▸ What you need to do: For this exercise, restate the data below with no change at all.

▸ Supplied entries:

· · ·

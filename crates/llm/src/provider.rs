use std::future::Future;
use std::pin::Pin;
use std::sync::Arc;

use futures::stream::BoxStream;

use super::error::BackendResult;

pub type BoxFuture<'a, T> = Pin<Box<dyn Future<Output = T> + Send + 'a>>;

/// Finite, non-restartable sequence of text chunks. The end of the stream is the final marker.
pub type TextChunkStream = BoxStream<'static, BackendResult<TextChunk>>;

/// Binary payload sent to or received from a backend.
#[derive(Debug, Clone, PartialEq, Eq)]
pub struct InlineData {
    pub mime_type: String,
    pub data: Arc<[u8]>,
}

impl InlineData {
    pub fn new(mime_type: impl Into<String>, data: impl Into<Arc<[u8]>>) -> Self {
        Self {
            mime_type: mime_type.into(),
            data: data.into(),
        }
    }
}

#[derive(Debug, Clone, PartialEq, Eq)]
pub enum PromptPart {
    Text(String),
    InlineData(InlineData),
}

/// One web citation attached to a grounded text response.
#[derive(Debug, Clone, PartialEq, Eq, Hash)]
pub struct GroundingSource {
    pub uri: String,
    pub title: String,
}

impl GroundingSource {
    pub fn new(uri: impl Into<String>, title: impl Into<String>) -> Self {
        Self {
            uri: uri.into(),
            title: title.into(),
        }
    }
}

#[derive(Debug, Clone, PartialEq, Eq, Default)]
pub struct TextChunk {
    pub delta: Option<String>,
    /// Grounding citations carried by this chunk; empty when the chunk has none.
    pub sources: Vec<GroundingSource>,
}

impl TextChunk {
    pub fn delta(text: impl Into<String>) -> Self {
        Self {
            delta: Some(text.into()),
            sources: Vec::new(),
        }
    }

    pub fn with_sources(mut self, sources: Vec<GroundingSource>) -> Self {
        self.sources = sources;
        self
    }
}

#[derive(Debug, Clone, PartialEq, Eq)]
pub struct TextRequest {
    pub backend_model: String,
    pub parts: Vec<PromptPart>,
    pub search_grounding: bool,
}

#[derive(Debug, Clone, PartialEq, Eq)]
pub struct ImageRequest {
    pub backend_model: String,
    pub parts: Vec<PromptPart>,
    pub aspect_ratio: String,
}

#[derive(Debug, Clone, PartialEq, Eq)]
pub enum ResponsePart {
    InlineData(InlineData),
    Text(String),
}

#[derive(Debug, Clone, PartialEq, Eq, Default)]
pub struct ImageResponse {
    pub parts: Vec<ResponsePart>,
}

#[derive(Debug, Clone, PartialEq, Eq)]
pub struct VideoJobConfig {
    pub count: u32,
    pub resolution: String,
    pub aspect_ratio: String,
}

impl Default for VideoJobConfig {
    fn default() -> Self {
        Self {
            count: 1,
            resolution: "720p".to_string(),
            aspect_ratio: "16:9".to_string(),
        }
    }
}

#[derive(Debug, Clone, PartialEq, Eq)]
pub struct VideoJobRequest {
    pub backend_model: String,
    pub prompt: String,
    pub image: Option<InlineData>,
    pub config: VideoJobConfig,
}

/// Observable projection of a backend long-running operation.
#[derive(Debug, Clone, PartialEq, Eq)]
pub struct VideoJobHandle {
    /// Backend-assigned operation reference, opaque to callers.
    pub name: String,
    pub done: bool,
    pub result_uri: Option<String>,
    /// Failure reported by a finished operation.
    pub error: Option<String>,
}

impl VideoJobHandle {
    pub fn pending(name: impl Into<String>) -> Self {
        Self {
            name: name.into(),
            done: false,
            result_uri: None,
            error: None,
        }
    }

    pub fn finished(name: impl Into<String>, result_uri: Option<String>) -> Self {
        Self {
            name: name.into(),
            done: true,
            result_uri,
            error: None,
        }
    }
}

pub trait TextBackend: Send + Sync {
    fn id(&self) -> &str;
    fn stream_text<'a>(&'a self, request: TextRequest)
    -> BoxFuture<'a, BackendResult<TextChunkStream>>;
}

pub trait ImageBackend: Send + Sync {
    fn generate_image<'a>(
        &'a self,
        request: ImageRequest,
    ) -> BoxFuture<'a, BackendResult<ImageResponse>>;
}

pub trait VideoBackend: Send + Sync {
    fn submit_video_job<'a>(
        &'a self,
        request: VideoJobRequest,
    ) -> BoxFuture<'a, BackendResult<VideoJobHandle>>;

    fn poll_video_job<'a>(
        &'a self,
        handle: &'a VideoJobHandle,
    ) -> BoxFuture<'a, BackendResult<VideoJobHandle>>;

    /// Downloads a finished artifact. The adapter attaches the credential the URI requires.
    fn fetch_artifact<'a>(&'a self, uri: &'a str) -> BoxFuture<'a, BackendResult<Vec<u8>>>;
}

· · ·

▸ Response to this exercise:
filename crates/llm/src/provider.rs
use std::future::Future;
use std::pin::Pin;
use std::sync::Arc;

use futures::stream::BoxStream;

use super::error::BackendResult;

pub type BoxFuture<'a, T> = Pin<Box<dyn Future<Output = T> + Send + 'a>>;

/// Finite, non-restartable sequence of text chunks. The end of the stream is the final marker.
pub type TextChunkStream = BoxStream<'static, BackendResult<TextChunk>>;

/// Binary payload sent to or received from a backend.
#[derive(Debug, Clone, PartialEq, Eq)]
pub struct InlineData {
    pub mime_type: String,
    pub data: Arc<[u8]>,
}

impl InlineData {
    pub fn new(mime_type: impl Into<String>, data: impl Into<Arc<[u8]>>) -> Self {
        Self {
            mime_type: mime_type.into(),
            data: data.into(),
        }
    }
}

#[derive(Debug, Clone, PartialEq, Eq)]
pub enum PromptPart {
    Text(String),
    InlineData(InlineData),
}

/// One web citation attached to a grounded text response.
#[derive(Debug, Clone, PartialEq, Eq, Hash)]
pub struct GroundingSource {
    pub uri: String,
    pub title: String,
}

impl GroundingSource {
    pub fn new(uri: impl Into<String>, title: impl Into<String>) -> Self {
        Self {
            uri: uri.into(),
            title: title.into(),
        }
    }
}

#[derive(Debug, Clone, PartialEq, Eq, Default)]
pub struct TextChunk {
    pub delta: Option<String>,
    /// Grounding citations carried by this chunk; empty when the chunk has none.
    pub sources: Vec<GroundingSource>,
}

impl TextChunk {
    pub fn delta(text: impl Into<String>) -> Self {
        Self {
            delta: Some(text.into()),
            sources: Vec::new(),
        }
    }

    pub fn with_sources(mut self, sources: Vec<GroundingSource>) -> Self {
        self.sources = sources;
        self
    }
}

#[derive(Debug, Clone, PartialEq, Eq)]
pub struct TextRequest {
    pub backend_model: String,
    pub parts: Vec<PromptPart>,
    pub search_grounding: bool,
}

#[derive(Debug, Clone, PartialEq, Eq)]
pub struct ImageRequest {
    pub backend_model: String,
    pub parts: Vec<PromptPart>,
    pub aspect_ratio: String,
}

#[derive(Debug, Clone, PartialEq, Eq)]
pub enum ResponsePart {
    InlineData(InlineData),
    Text(String),
}

#[derive(Debug, Clone, PartialEq, Eq, Default)]
pub struct ImageResponse {
    pub parts: Vec<ResponsePart>,
}

#[derive(Debug, Clone, PartialEq, Eq)]
pub struct VideoJobConfig {
    pub count: u32,
    pub resolution: String,
    pub aspect_ratio: String,
}

impl Default for VideoJobConfig {
    fn default() -> Self {
        Self {
            count: 1,
            resolution: "720p".to_string(),
            aspect_ratio: "16:9".to_string(),
        }
    }
}

#[derive(Debug, Clone, PartialEq, Eq)]
pub struct VideoJobRequest {
    pub backend_model: String,
    pub prompt: String,
    pub image: Option<InlineData>,
    pub config: VideoJobConfig,
}

/// Observable projection of a backend long-running operation.
#[derive(Debug, Clone, PartialEq, Eq)]
pub struct VideoJobHandle {
    /// Backend-assigned operation reference, opaque to callers.
    pub name: String,
    pub done: bool,
    pub result_uri: Option<String>,
    /// Failure reported by a finished operation.
    pub error: Option<String>,
}

impl VideoJobHandle {
    pub fn pending(name: impl Into<String>) -> Self {
        Self {
            name: name.into(),
            done: false,
            result_uri: None,
            error: None,
        }
    }

    pub fn finished(name: impl Into<String>, result_uri: Option<String>) -> Self {
        Self {
            name: name.into(),
            done: true,
            result_uri,
            error: None,
        }
    }
}

pub trait TextBackend: Send + Sync {
    fn id(&self) -> &str;
    fn stream_text<'a>(&'a self, request: TextRequest)
    -> BoxFuture<'a, BackendResult<TextChunkStream>>;
}

pub trait ImageBackend: Send + Sync {
    fn generate_image<'a>(
        &'a self,
        request: ImageRequest,
    ) -> BoxFuture<'a, BackendResult<ImageResponse>>;
}

pub trait VideoBackend: Send + Sync {
    fn submit_video_job<'a>(
        &'a self,
        request: VideoJobRequest,
    ) -> BoxFuture<'a, BackendResult<VideoJobHandle>>;

    fn poll_video_job<'a>(
        &'a self,
        handle: &'a VideoJobHandle,
    ) -> BoxFuture<'a, BackendResult<VideoJobHandle>>;

    /// Downloads a finished artifact. The adapter attaches the credential the URI requires.
    fn fetch_artifact<'a>(&'a self, uri: &'a str) -> BoxFuture<'a, BackendResult<Vec<u8>>>;
}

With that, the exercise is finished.